Failing to furnish reasons for granting bail shows non-application of mind, says SC of a Rajasthan High Court order

[dropcap]T[/dropcap]HE Supreme Court of India, in a sharply worded judgment, has set aside an order of the Rajasthan High Court granting bail to a murder accused on the grounds that it displayed non-application of mind by failing to furnish the reasons that informed the decision.

Pointing out that the court did not ordinarily interfere with an order of a high court granting bail, a two-judge bench of Justices D Y Chandrachud and Hrishikesh Roy said where, however, the discretion of the high court to grant bail had been exercised “without due application of mind”, then such an order was liable to be set aside.

Merely recording “having perused the record” and “on the facts and circumstances of the case” did not sub-serve the purpose of a reasoned judicial order, the judges said in their judgment delivered on December 5, 2019.

 

Judges must record factors that weighed on their mind when granting bail

 

“It is a fundamental premise of open justice, to which our judicial system is committed, that factors which have weighed on the mind of the judge in the rejection or the grant of bail are recorded in the order passed”, they said.

“…Questions of the grant of bail concern both liberty of individuals undergoing a criminal prosecution as well as the interests of the criminal justice system in ensuring that those who commit crimes are not afforded the opportunity to obstruct justice. Judges are duty-bound to explain the basis on which they have arrived at a conclusion”, the court said.

Noting that while considering an application for grant of bail, the court had to examine factors such as the gravity of the offence and its punishment and the existence of prima facie case and evidentiary records, the apex court said: “Where a court, considering an application for bail fails to consider relevant factors, an appellate court may justifiably set aside the order granting bail. An appellate court is thus required to consider whether the order granting bail suffers from a non-application of mind or is not borne out from a prima facie view of the evidence on record.”

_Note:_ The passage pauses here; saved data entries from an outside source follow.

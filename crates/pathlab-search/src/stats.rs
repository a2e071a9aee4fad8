//! End-of-run measurements.

use pathlab_grid::{Board, CellKind};

/// Final numbers for a finished run.
///
/// `path_length` counts the cells walked after leaving the start, end cell
/// included, and is 0 for a failed run. `visited_count` counts every cell
/// the search expanded, path and end cells included.
#[derive(Copy, Clone, Debug, Default, PartialEq, Eq)]
#[cfg_attr(feature = "serde", derive(serde::Serialize, serde::Deserialize))]
pub struct Stats {
    pub visited_count: usize,
    pub path_length: usize,
    pub succeeded: bool,
}

impl Stats {
    /// Measure a board in its terminal state.
    ///
    /// The end cell never carries a run mark, so on success it is counted
    /// into both totals here instead of during the scan.
    pub(crate) fn measure(board: &Board, succeeded: bool) -> Self {
        let mut visited_count = 0;
        let mut path_length = 0;
        for &kind in board.cells() {
            match kind {
                CellKind::Visited => visited_count += 1,
                CellKind::Path => {
                    visited_count += 1;
                    path_length += 1;
                }
                _ => {}
            }
        }
        if succeeded {
            visited_count += 1;
            path_length += 1;
        }
        Self {
            visited_count,
            path_length,
            succeeded,
        }
    }
}


#[cfg(all(test, feature = "serde"))]
mod serde_tests {
    use super::*;

    #[test]
    fn stats_round_trip() {
        let stats = Stats {
            visited_count: 12,
            path_length: 5,
            succeeded: true,
        };
        let json = serde_json::to_string(&stats).unwrap();
        let back: Stats = serde_json::from_str(&json).unwrap();
        assert_eq!(stats, back);
    }
}
//! Interactive state: cursor, algorithm selection, pacing, input handling.

use std::time::Duration;

use crossterm::event::{KeyCode, MouseButton, MouseEvent, MouseEventKind};
use pathlab_grid::{CellKind, Coord};
use pathlab_search::{Algorithm, Engine, EngineError, RunStatus, StepReport};
use rand::rngs::StdRng;

use crate::scatter;

const MIN_TICK: Duration = Duration::from_millis(10);
const MAX_TICK: Duration = Duration::from_millis(640);

/// Everything the sandbox tracks between events.
pub struct App {
    pub engine: Engine,
    /// Keyboard cursor; mouse edits move it too.
    pub cursor: Coord,
    /// Algorithm armed for the next run.
    pub algorithm: Algorithm,
    /// Animation interval between expansions.
    pub tick: Duration,
    pub paused: bool,
    /// One-line feedback shown under the help line.
    pub note: Option<String>,
    /// Whether the whole screen needs repainting.
    pub dirty: bool,
    pub quit: bool,
    rng: StdRng,
}

impl App {
    pub fn new(side: usize, rng: StdRng) -> Self {
        Self {
            engine: Engine::new(side),
            cursor: Coord::ZERO,
            algorithm: Algorithm::Bfs,
            tick: Duration::from_millis(40),
            paused: false,
            note: None,
            dirty: true,
            quit: false,
            rng,
        }
    }

    pub fn handle_key(&mut self, code: KeyCode) {
        match code {
            KeyCode::Esc => self.quit = true,
            KeyCode::Char(' ') => self.run_or_pause(),
            KeyCode::Char('r') => {
                self.engine.reset_run();
                self.paused = false;
                self.note = None;
                self.dirty = true;
            }
            KeyCode::Char('c') => {
                // Cancel first so the wipe cannot be rejected as busy.
                self.engine.reset_run();
                let _ = self.engine.clear_board();
                self.paused = false;
                self.note = None;
                self.dirty = true;
            }
            KeyCode::Char('d') => {
                let config = self.engine.config_mut();
                config.diagonal_priority = !config.diagonal_priority;
                self.dirty = true;
            }
            KeyCode::Char('x') => self.scatter(),
            KeyCode::Char('q') => self.place_at_cursor(CellKind::Start),
            KeyCode::Char('e') => self.place_at_cursor(CellKind::End),
            KeyCode::Char(ch @ '1'..='4') => {
                self.algorithm = Algorithm::ALL[ch as usize - '1' as usize];
                self.dirty = true;
            }
            KeyCode::Char('+') | KeyCode::Char('=') => self.set_tick(self.tick / 2),
            KeyCode::Char('-') => self.set_tick(self.tick * 2),
            KeyCode::Up | KeyCode::Char('k') => self.move_cursor(-1, 0),
            KeyCode::Down | KeyCode::Char('j') => self.move_cursor(1, 0),
            KeyCode::Left | KeyCode::Char('h') => self.move_cursor(0, -1),
            KeyCode::Right | KeyCode::Char('l') => self.move_cursor(0, 1),
            _ => {}
        }
    }

    /// Left paints obstacles, right erases; dragging keeps painting.
    pub fn handle_mouse(&mut self, ev: MouseEvent) {
        let c = Coord::new(ev.row as i32, ev.column as i32);
        match ev.kind {
            MouseEventKind::Down(btn) | MouseEventKind::Drag(btn) => {
                if self.engine.board().index_of(c).is_none() {
                    return;
                }
                self.cursor = c;
                let result = match btn {
                    MouseButton::Left => self.engine.place(c, CellKind::Obstacle),
                    MouseButton::Right => self.engine.erase(c),
                    MouseButton::Middle => return,
                };
                match result {
                    Ok(()) => self.dirty = true,
                    Err(e) => self.set_note(e.to_string()),
                }
            }
            _ => {}
        }
    }

    /// Whether the animation loop should step the engine this tick.
    pub fn should_step(&self) -> bool {
        self.engine.is_running() && !self.paused
    }

    /// Advance one expansion; the caller draws the returned deltas.
    pub fn advance(&mut self) -> Option<StepReport> {
        if !self.should_step() {
            return None;
        }
        match self.engine.step() {
            Ok(report) => {
                if report.status.is_terminal() {
                    // Status line changes; the deltas alone do not cover it.
                    self.dirty = true;
                }
                Some(report)
            }
            Err(e) => {
                self.set_note(e.to_string());
                None
            }
        }
    }

    fn run_or_pause(&mut self) {
        if self.engine.status() == RunStatus::Running {
            self.paused = !self.paused;
            self.dirty = true;
            return;
        }
        match self.engine.start(self.algorithm) {
            Ok(()) => {
                self.paused = false;
                self.note = None;
                self.dirty = true;
            }
            Err(e) => self.set_note(e.to_string()),
        }
    }

    fn scatter(&mut self) {
        if self.engine.is_running() {
            self.set_note(EngineError::Busy.to_string());
            return;
        }
        self.engine.reset_run();
        scatter::sprinkle(&mut self.engine, &mut self.rng);
        self.dirty = true;
    }

    fn place_at_cursor(&mut self, kind: CellKind) {
        match self.engine.place(self.cursor, kind) {
            Ok(()) => self.dirty = true,
            Err(e) => self.set_note(e.to_string()),
        }
    }

    fn move_cursor(&mut self, drow: i32, dcol: i32) {
        let next = self.cursor.shift(drow, dcol);
        if self.engine.board().index_of(next).is_some() {
            self.cursor = next;
            self.dirty = true;
        }
    }

    fn set_tick(&mut self, tick: Duration) {
        self.tick = tick.clamp(MIN_TICK, MAX_TICK);
        self.dirty = true;
    }

    fn set_note(&mut self, msg: String) {
        self.note = Some(msg);
        self.dirty = true;
    }
}
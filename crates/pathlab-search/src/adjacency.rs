//! Ordered neighbor lists, built once per run.
//!
//! The probe order is a behavioral contract: combined with the frontier's
//! pop policy it decides which branch a search explores first, so it is
//! pinned per algorithm family and covered by tests.

use pathlab_grid::{Board, Coord};

use crate::node::Node;

/// Probe order for the queue-driven algorithms (BFS, Dijkstra, A*):
/// down, right, up, left.
pub(crate) const QUEUE_DIRS: [Coord; 4] = [
    Coord::new(1, 0),
    Coord::new(0, 1),
    Coord::new(-1, 0),
    Coord::new(0, -1),
];

/// Probe order for the stack-driven algorithm (DFS): left, down, right, up.
/// With LIFO popping the last push wins, so DFS walks upward first.
pub(crate) const STACK_DIRS: [Coord; 4] = [
    Coord::new(0, -1),
    Coord::new(1, 0),
    Coord::new(0, 1),
    Coord::new(-1, 0),
];

/// Fill every node's neighbor list in `dirs` order.
///
/// Off-board probes are dropped here; obstacle cells are kept, since
/// passability is the stepper's concern, not the graph's.
pub(crate) fn build(board: &Board, dirs: &[Coord; 4], nodes: &mut [Node]) {
    for (idx, node) in nodes.iter_mut().enumerate() {
        let c = board.coord_of(idx);
        node.neighbors.clear();
        for d in dirs {
            if let Some(ni) = board.index_of(c + *d) {
                node.neighbors.push(ni);
            }
        }
    }
}

#[cfg(test)]
mod tests {
    use super::*;

    fn built(board: &Board, dirs: &[Coord; 4]) -> Vec<Node> {
        let mut nodes = vec![Node::default(); board.cell_count()];
        build(board, dirs, &mut nodes);
        nodes
    }

    fn coords(board: &Board, neighbors: &[usize]) -> Vec<Coord> {
        neighbors.iter().map(|&i| board.coord_of(i)).collect()
    }

    #[test]
    fn queue_order_is_down_right_up_left() {
        let board = Board::new(3);
        let nodes = built(&board, &QUEUE_DIRS);
        let center = board.index_of(Coord::new(1, 1)).unwrap();
        assert_eq!(
            coords(&board, &nodes[center].neighbors),
            vec![
                Coord::new(2, 1),
                Coord::new(1, 2),
                Coord::new(0, 1),
                Coord::new(1, 0),
            ]
        );
    }

    #[test]
    fn stack_order_is_left_down_right_up() {
        let board = Board::new(3);
        let nodes = built(&board, &STACK_DIRS);
        let center = board.index_of(Coord::new(1, 1)).unwrap();
        assert_eq!(
            coords(&board, &nodes[center].neighbors),
            vec![
                Coord::new(1, 0),
                Coord::new(2, 1),
                Coord::new(1, 2),
                Coord::new(0, 1),
            ]
        );
    }

    #[test]
    fn corners_drop_off_board_probes() {
        let board = Board::new(3);
        let nodes = built(&board, &QUEUE_DIRS);
        let corner = board.index_of(Coord::new(0, 0)).unwrap();
        assert_eq!(
            coords(&board, &nodes[corner].neighbors),
            vec![Coord::new(1, 0), Coord::new(0, 1)]
        );
    }

    #[test]
    fn obstacles_stay_in_the_graph() {
        let board = Board::parse(".#.\n...\n...").unwrap();
        let nodes = built(&board, &QUEUE_DIRS);
        let origin = board.index_of(Coord::new(0, 0)).unwrap();
        let wall = board.index_of(Coord::new(0, 1)).unwrap();
        assert!(nodes[origin].neighbors.contains(&wall));
    }
}
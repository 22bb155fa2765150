//! The TTL adapter: datastore semantics over a plain blob store.

use std::sync::{Arc, Mutex, MutexGuard, PoisonError};

use async_trait::async_trait;
use tokio::sync::Semaphore;
use tracing::debug;

use super::freshen_cache::{FreshenCache, FRESHEN_CACHE_SIZE};
use super::{Buffer, Datastore, Error, Result, TtlConfig};
use crate::blobstore::{self, parse_ttl, ttl_metadata, BlobStore, Metadata};
use crate::codec::MAX_BLOCK_SIZE;
use crate::key::ObjectKey;

/// Concurrent blob-store operations allowed per adapter, sized to typical
/// backing-store capacity.
pub const BLOBSTORE_CONCURRENCY: usize = 100;

/// Wraps a [`BlobStore`] with the TTL policy and a bounded freshen cache.
///
/// The cache records which content keys have recently had their TTL checked
/// so that hot blocks are not re-examined on every write. Entries promise
/// freshness for half the refresh threshold, which bounds the skew between
/// the cache's view and the store's.
pub struct TtlAdapter {
    store: Arc<dyn BlobStore>,
    config: TtlConfig,
    cache: Mutex<FreshenCache>,
    semaphore: Semaphore,
}

impl TtlAdapter {
    pub fn new(store: Arc<dyn BlobStore>, config: TtlConfig) -> Self {
        Self::with_cache_size(store, config, FRESHEN_CACHE_SIZE)
    }

    /// Test hook: a smaller cache makes eviction observable.
    pub(crate) fn with_cache_size(
        store: Arc<dyn BlobStore>,
        config: TtlConfig,
        cache_size: usize,
    ) -> Self {
        Self {
            store,
            config,
            cache: Mutex::new(FreshenCache::new(cache_size)),
            semaphore: Semaphore::new(BLOBSTORE_CONCURRENCY),
        }
    }

    fn cache(&self) -> MutexGuard<'_, FreshenCache> {
        self.cache.lock().unwrap_or_else(PoisonError::into_inner)
    }

    fn cache_good(&self, key: &ObjectKey) -> bool {
        self.cache().good(key)
    }

    fn seed_cache(&self, key: &ObjectKey) {
        self.cache().insert(*key, self.config.refresh_time / 2);
    }

    async fn acquire(&self) -> Result<tokio::sync::SemaphorePermit<'_>> {
        self.semaphore
            .acquire()
            .await
            .map_err(|_| Error::Store(blobstore::Error::Transport("semaphore closed".to_owned())))
    }

    /// Re-inserts `bytes` with the refresh TTL unless the stored TTL is
    /// already at or above the refresh threshold.
    async fn refresh_if_needed(
        &self,
        key: &ObjectKey,
        bytes: &[u8],
        metadata: &Metadata,
    ) -> Result<()> {
        let remaining = parse_ttl(metadata).unwrap_or(0);
        if remaining >= self.config.refresh_time.as_secs() {
            return Ok(());
        }
        debug!(%key, remaining, "refreshing block ttl");
        let refreshed = ttl_metadata(self.config.refresh_value.as_secs());
        self.store.insert(key, bytes, &refreshed).await?;
        Ok(())
    }
}

#[async_trait]
impl Datastore for TtlAdapter {
    async fn get(&self, key: &ObjectKey, buffer: &mut Buffer) -> Result<()> {
        let _permit = self.acquire().await?;
        let (bytes, metadata) = self.store.get(key).await?;
        self.refresh_if_needed(key, &bytes, &metadata).await?;
        self.seed_cache(key);
        buffer.fill(key.key_type(), bytes);
        Ok(())
    }

    async fn set(&self, key: &ObjectKey, buffer: &Buffer) -> Result<()> {
        if buffer.len() > MAX_BLOCK_SIZE {
            return Err(Error::BlockTooLarge(buffer.len()));
        }
        if self.cache_good(key) {
            return Ok(());
        }
        let _permit = self.acquire().await?;
        match self.store.metadata(key).await {
            Err(blobstore::Error::KeyNotFound) => {
                let metadata = ttl_metadata(self.config.default_value.as_secs());
                self.store.insert(key, buffer.data(), &metadata).await?;
            }
            Ok(metadata) => self.refresh_if_needed(key, buffer.data(), &metadata).await?,
            Err(err) => return Err(Error::Store(err)),
        }
        self.seed_cache(key);
        Ok(())
    }

    async fn freshen(&self, key: &ObjectKey) -> Result<()> {
        if self.cache_good(key) {
            return Ok(());
        }
        debug!(%key, "freshening block");
        let mut buffer = Buffer::new();
        match self.get(key, &mut buffer).await {
            Ok(()) => {}
            Err(Error::Store(blobstore::Error::KeyNotFound)) => return Err(Error::BlockMissing),
            Err(err) => return Err(err),
        }
        self.set(key, &buffer).await
    }
}
//! The command/response protocol spoken over the api special file.
//!
//! Requests and responses are JSON envelopes carrying a `CommandId`; error
//! responses add an `ErrorCode` and `Message`. The numeric ids and codes are
//! the wire contract relied on by out-of-tree clients and must never be
//! renumbered.

pub mod client;
pub mod server;

use std::collections::HashMap;

use serde::{Deserialize, Serialize};

use crate::codec::record::ObjectType;
use crate::key::{ObjectKey, OBJECT_KEY_SIZE};
use crate::{datastore, tree, wsdb};

use num_traits::FromPrimitive;

/// Name of the filesystem in the mount table, used for api discovery.
pub const FILESYSTEM_NAME: &str = "quantumfs";

/// File name of the api special file inside a mount.
pub const API_PATH_NAME: &str = crate::wsdb::API_PATH;

/// Environment variable overriding api-file discovery.
pub const ENV_API_PATH: &str = "QUANTUMFS_API_PATH";

/// Inode number identifying the api special file inside a mount.
pub const API_INODE: u64 = 2;

/// Read granularity for responses; clients read until a short read.
pub const BUFFER_SIZE: usize = 4096;

pub mod command {
    //! Command ids. Wire contract; do not reorder.
    pub const INVALID: u32 = 0;
    pub const ERROR: u32 = 1;
    pub const BRANCH_REQUEST: u32 = 2;
    pub const GET_ACCESSED: u32 = 3;
    pub const CLEAR_ACCESSED: u32 = 4;
    pub const SYNC_ALL: u32 = 5;
    pub const INSERT_INODE: u32 = 6;
    pub const DELETE_WORKSPACE: u32 = 7;
    pub const SET_BLOCK: u32 = 8;
    pub const GET_BLOCK: u32 = 9;
    pub const ENABLE_ROOT_WRITE: u32 = 10;
    pub const SET_WORKSPACE_IMMUTABLE: u32 = 11;
    pub const MERGE_WORKSPACES: u32 = 12;
}

pub mod error_code {
    //! Error codes. Wire contract; do not reorder.
    pub const OK: u32 = 0;
    pub const BAD_ARGS: u32 = 1;
    pub const BAD_JSON: u32 = 2;
    pub const BAD_COMMAND_ID: u32 = 3;
    pub const COMMAND_FAILED: u32 = 4;
    pub const KEY_NOT_FOUND: u32 = 5;
    pub const BLOCK_TOO_LARGE: u32 = 6;
    pub const WORKSPACE_NOT_FOUND: u32 = 7;
}

/// Bit flags of the per-path access list.
pub mod path_flags {
    pub const CREATED: u32 = 0b0001;
    pub const READ: u32 = 0b0010;
    pub const UPDATED: u32 = 0b0100;
    pub const DELETED: u32 = 0b1000;
}

/// Paths touched in a workspace, each with its access flag bits.
pub type PathsAccessed = HashMap<String, u32>;

/// A typed api failure: wire error code plus human-readable message.
#[derive(Debug, Clone, PartialEq, Eq)]
pub struct ApiError {
    pub code: u32,
    pub message: String,
}

impl ApiError {
    pub fn new(code: u32, message: impl Into<String>) -> Self {
        Self { code, message: message.into() }
    }

    pub fn bad_args(message: impl Into<String>) -> Self {
        Self::new(error_code::BAD_ARGS, message)
    }

    pub fn command_failed(message: impl Into<String>) -> Self {
        Self::new(error_code::COMMAND_FAILED, message)
    }
}

impl std::fmt::Display for ApiError {
    fn fmt(&self, f: &mut std::fmt::Formatter<'_>) -> std::fmt::Result {
        write!(f, "api error {}: {}", self.code, self.message)
    }
}

impl From<wsdb::Error> for ApiError {
    fn from(err: wsdb::Error) -> Self {
        match err {
            wsdb::Error::WorkspaceNotFound => {
                Self::new(error_code::WORKSPACE_NOT_FOUND, "workspace not found")
            }
            wsdb::Error::BadArguments(message) => Self::bad_args(message),
            other => Self::command_failed(other.to_string()),
        }
    }
}

impl From<datastore::Error> for ApiError {
    fn from(err: datastore::Error) -> Self {
        match err {
            datastore::Error::BlockMissing
            | datastore::Error::Store(crate::blobstore::Error::KeyNotFound) => {
                Self::new(error_code::KEY_NOT_FOUND, "key not found")
            }
            datastore::Error::BlockTooLarge(size) => {
                Self::new(error_code::BLOCK_TOO_LARGE, format!("block of {size} bytes"))
            }
            datastore::Error::Store(other) => Self::command_failed(other.to_string()),
        }
    }
}

impl From<tree::Error> for ApiError {
    fn from(err: tree::Error) -> Self {
        match err {
            tree::Error::Store(inner) => inner.into(),
            tree::Error::NotFound(path) => {
                Self::new(error_code::KEY_NOT_FOUND, format!("{path} not found"))
            }
            tree::Error::BadPath(path) => Self::bad_args(format!("bad path {path}")),
            tree::Error::NotADirectory(path) => {
                Self::command_failed(format!("{path} is not a directory"))
            }
            tree::Error::Codec(inner) => Self::command_failed(format!("{inner:?}")),
        }
    }
}

/// Splits a workspace name with exactly two `/` into its components.
pub fn parse_workspace_name(name: &str) -> Result<(&str, &str, &str), ApiError> {
    let parts: Vec<&str> = name.split('/').collect();
    match parts.as_slice() {
        [typespace, namespace, workspace]
            if parts.iter().all(|part| !part.is_empty()) =>
        {
            Ok((*typespace, *namespace, *workspace))
        }
        _ => Err(ApiError::bad_args(format!(
            "workspace name {name:?} must have exactly two \"/\""
        ))),
    }
}

/// Splits a workspace-relative path with at least two `/` into the workspace
/// triple and the remaining in-workspace components.
pub fn parse_workspace_path(path: &str) -> Result<((&str, &str, &str), Vec<&str>), ApiError> {
    let parts: Vec<&str> = path.split('/').filter(|part| !part.is_empty()).collect();
    if parts.len() < 3 {
        return Err(ApiError::bad_args(format!(
            "path {path:?} must have at least two \"/\""
        )));
    }
    Ok(((parts[0], parts[1], parts[2]), parts[3..].to_vec()))
}

/// A 30-byte extended key: object key, object type, and size, hex encoded
/// on the wire so it can travel through JSON and shell pipelines.
#[derive(Debug, Copy, Clone, PartialEq, Eq)]
pub struct ExtendedKey {
    pub key: ObjectKey,
    pub object_type: ObjectType,
    pub size: u64,
}

impl ExtendedKey {
    pub const HEX_LENGTH: usize = (OBJECT_KEY_SIZE + 1 + 8) * 2;

    pub fn to_hex(&self) -> String {
        let mut bytes = Vec::with_capacity(OBJECT_KEY_SIZE + 1 + 8);
        bytes.extend_from_slice(&self.key.to_bytes());
        bytes.push(self.object_type as u8);
        bytes.extend_from_slice(&self.size.to_be_bytes());
        bytes.iter().map(|byte| format!("{byte:02x}")).collect()
    }

    pub fn from_hex(text: &str) -> Option<Self> {
        if text.len() != Self::HEX_LENGTH {
            return None;
        }
        let mut bytes = Vec::with_capacity(Self::HEX_LENGTH / 2);
        for chunk in text.as_bytes().chunks(2) {
            let hi = (chunk[0] as char).to_digit(16)?;
            let lo = (chunk[1] as char).to_digit(16)?;
            bytes.push((hi * 16 + lo) as u8);
        }
        let key = ObjectKey::from_bytes(&bytes[..OBJECT_KEY_SIZE])?;
        let object_type = ObjectType::from_u8(bytes[OBJECT_KEY_SIZE])?;
        let mut size_bytes = [0u8; 8];
        size_bytes.copy_from_slice(&bytes[OBJECT_KEY_SIZE + 1..]);
        Some(Self { key, object_type, size: u64::from_be_bytes(size_bytes) })
    }
}

// Request and response shapes. Field names are the wire contract.

#[derive(Debug, Serialize, Deserialize)]
pub struct CommandCommon {
    #[serde(rename = "CommandId")]
    pub command_id: u32,
}

#[derive(Debug, Serialize, Deserialize)]
pub struct ErrorResponse {
    #[serde(rename = "CommandId")]
    pub command_id: u32,
    #[serde(rename = "ErrorCode")]
    pub error_code: u32,
    #[serde(rename = "Message")]
    pub message: String,
}

impl ErrorResponse {
    pub fn ok() -> Self {
        Self { command_id: command::ERROR, error_code: error_code::OK, message: String::new() }
    }

    pub fn from_error(err: &ApiError) -> Self {
        Self { command_id: command::ERROR, error_code: err.code, message: err.message.clone() }
    }
}

#[derive(Debug, Serialize, Deserialize)]
pub struct BranchRequest {
    #[serde(rename = "CommandId")]
    pub command_id: u32,
    #[serde(rename = "Src")]
    pub src: String,
    #[serde(rename = "Dst")]
    pub dst: String,
}

#[derive(Debug, Serialize, Deserialize)]
pub struct AccessedRequest {
    #[serde(rename = "CommandId")]
    pub command_id: u32,
    #[serde(rename = "WorkspaceRoot")]
    pub workspace_root: String,
}

#[derive(Debug, Serialize, Deserialize)]
pub struct AccessListResponse {
    #[serde(flatten)]
    pub err: ErrorResponse,
    #[serde(rename = "PathList")]
    pub paths: PathsAccessed,
}

#[derive(Debug, Serialize, Deserialize)]
pub struct SyncAllRequest {
    #[serde(rename = "CommandId")]
    pub command_id: u32,
}

#[derive(Debug, Serialize, Deserialize)]
pub struct InsertInodeRequest {
    #[serde(rename = "CommandId")]
    pub command_id: u32,
    #[serde(rename = "DstPath")]
    pub dst_path: String,
    #[serde(rename = "Key")]
    pub key: String,
    #[serde(rename = "Uid")]
    pub uid: u32,
    #[serde(rename = "Gid")]
    pub gid: u32,
    #[serde(rename = "Permissions")]
    pub permissions: u32,
}

#[derive(Debug, Serialize, Deserialize)]
pub struct DeleteWorkspaceRequest {
    #[serde(rename = "CommandId")]
    pub command_id: u32,
    #[serde(rename = "WorkspacePath")]
    pub workspace_path: String,
}

#[derive(Debug, Serialize, Deserialize)]
pub struct SetBlockRequest {
    #[serde(rename = "CommandId")]
    pub command_id: u32,
    #[serde(rename = "Key")]
    pub key: Vec<u8>,
    #[serde(rename = "Data")]
    pub data: Vec<u8>,
}

#[derive(Debug, Serialize, Deserialize)]
pub struct GetBlockRequest {
    #[serde(rename = "CommandId")]
    pub command_id: u32,
    #[serde(rename = "Key")]
    pub key: Vec<u8>,
}

#[derive(Debug, Serialize, Deserialize)]
pub struct GetBlockResponse {
    #[serde(flatten)]
    pub err: ErrorResponse,
    #[serde(rename = "Data")]
    pub data: Vec<u8>,
}

#[derive(Debug, Serialize, Deserialize)]
pub struct EnableRootWriteRequest {
    #[serde(rename = "CommandId")]
    pub command_id: u32,
    #[serde(rename = "Workspace")]
    pub workspace: String,
}

#[derive(Debug, Serialize, Deserialize)]
pub struct SetWorkspaceImmutableRequest {
    #[serde(rename = "CommandId")]
    pub command_id: u32,
    #[serde(rename = "WorkspacePath")]
    pub workspace_path: String,
}

#[derive(Debug, Serialize, Deserialize)]
pub struct MergeRequest {
    #[serde(rename = "CommandId")]
    pub command_id: u32,
    /// `Newer`, `Local` or `Remote`; empty selects `Newer`.
    #[serde(rename = "Prefer", default)]
    pub prefer: String,
    /// Empty selects the null workspace.
    #[serde(rename = "BaseWorkspace", default)]
    pub base_workspace: String,
    #[serde(rename = "RemoteWorkspace")]
    pub remote_workspace: String,
    #[serde(rename = "LocalWorkspace")]
    pub local_workspace: String,
}

#[cfg(test)]
mod tests {
    use super::*;
    use crate::key::KeyType;

    #[test]
    fn test_command_ids_are_wire_stable() {
        assert_eq!(command::INVALID, 0);
        assert_eq!(command::BRANCH_REQUEST, 2);
        assert_eq!(command::INSERT_INODE, 6);
        assert_eq!(command::MERGE_WORKSPACES, 12);
        assert_eq!(error_code::OK, 0);
        assert_eq!(error_code::BLOCK_TOO_LARGE, 6);
        assert_eq!(error_code::WORKSPACE_NOT_FOUND, 7);
    }

    #[test]
    fn test_workspace_name_validation() {
        assert!(parse_workspace_name("a/b/c").is_ok());
        assert!(parse_workspace_name("a/b").is_err());
        assert!(parse_workspace_name("a/b/c/d").is_err());
        assert!(parse_workspace_name("a//c").is_err());
    }

    #[test]
    fn test_workspace_path_validation() {
        let ((t, n, w), rest) = parse_workspace_path("a/b/c/usr/bin/cc").unwrap();
        assert_eq!((t, n, w), ("a", "b", "c"));
        assert_eq!(rest, vec!["usr", "bin", "cc"]);

        let ((t, _, _), rest) = parse_workspace_path("a/b/c").unwrap();
        assert_eq!(t, "a");
        assert!(rest.is_empty());

        assert!(parse_workspace_path("a/b").is_err());
    }

    #[test]
    fn test_extended_key_roundtrip() {
        let extended = ExtendedKey {
            key: ObjectKey::from_contents(KeyType::Data, b"contents"),
            object_type: ObjectType::MediumFile,
            size: 5 * 1024 * 1024,
        };
        let hex = extended.to_hex();
        assert_eq!(hex.len(), ExtendedKey::HEX_LENGTH);
        assert_eq!(ExtendedKey::from_hex(&hex), Some(extended));
        assert_eq!(ExtendedKey::from_hex("abcd"), None);
    }

    #[test]
    fn test_request_wire_shape() {
        let request = BranchRequest {
            command_id: command::BRANCH_REQUEST,
            src: "_/_/_".to_owned(),
            dst: "build/ci/run1".to_owned(),
        };
        let json = serde_json::to_value(&request).unwrap();
        assert_eq!(json["CommandId"], 2);
        assert_eq!(json["Src"], "_/_/_");
        assert_eq!(json["Dst"], "build/ci/run1");
    }

    #[test]
    fn test_error_response_flattening() {
        let response = GetBlockResponse {
            err: ErrorResponse::ok(),
            data: vec![1, 2, 3],
        };
        let json = serde_json::to_value(&response).unwrap();
        assert_eq!(json["ErrorCode"], 0);
        assert_eq!(json["Data"], serde_json::json!([1, 2, 3]));
    }
}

While it was not relevant for the court at the stage of deciding a bail application to examine in detail the evidence on record to come to conclusive finding, it must assess whether there existed a prima facie case against the accused.

 

Distinction between the correctness of order and prayer for cancellation

 

Making a distinction between assessing the “correctness of an order granting bail” and “prayer for cancellation” of the same, the court said the two stood on a different footing.

“The correctness of an order granting bail is tested on the anvil of whether there was an improper or arbitrary exercise of the discretion in the grant of bail. The test is whether the order granting bail is perverse, illegal or unjustified.

“On the other hand, an application for cancellation of bail is generally examined on the anvil of the existence of supervening circumstances or violations of the conditions of bail by a person to whom bail has been granted,” the court said.

The judgment was delivered by Justice Chandrachud on behalf of the bench.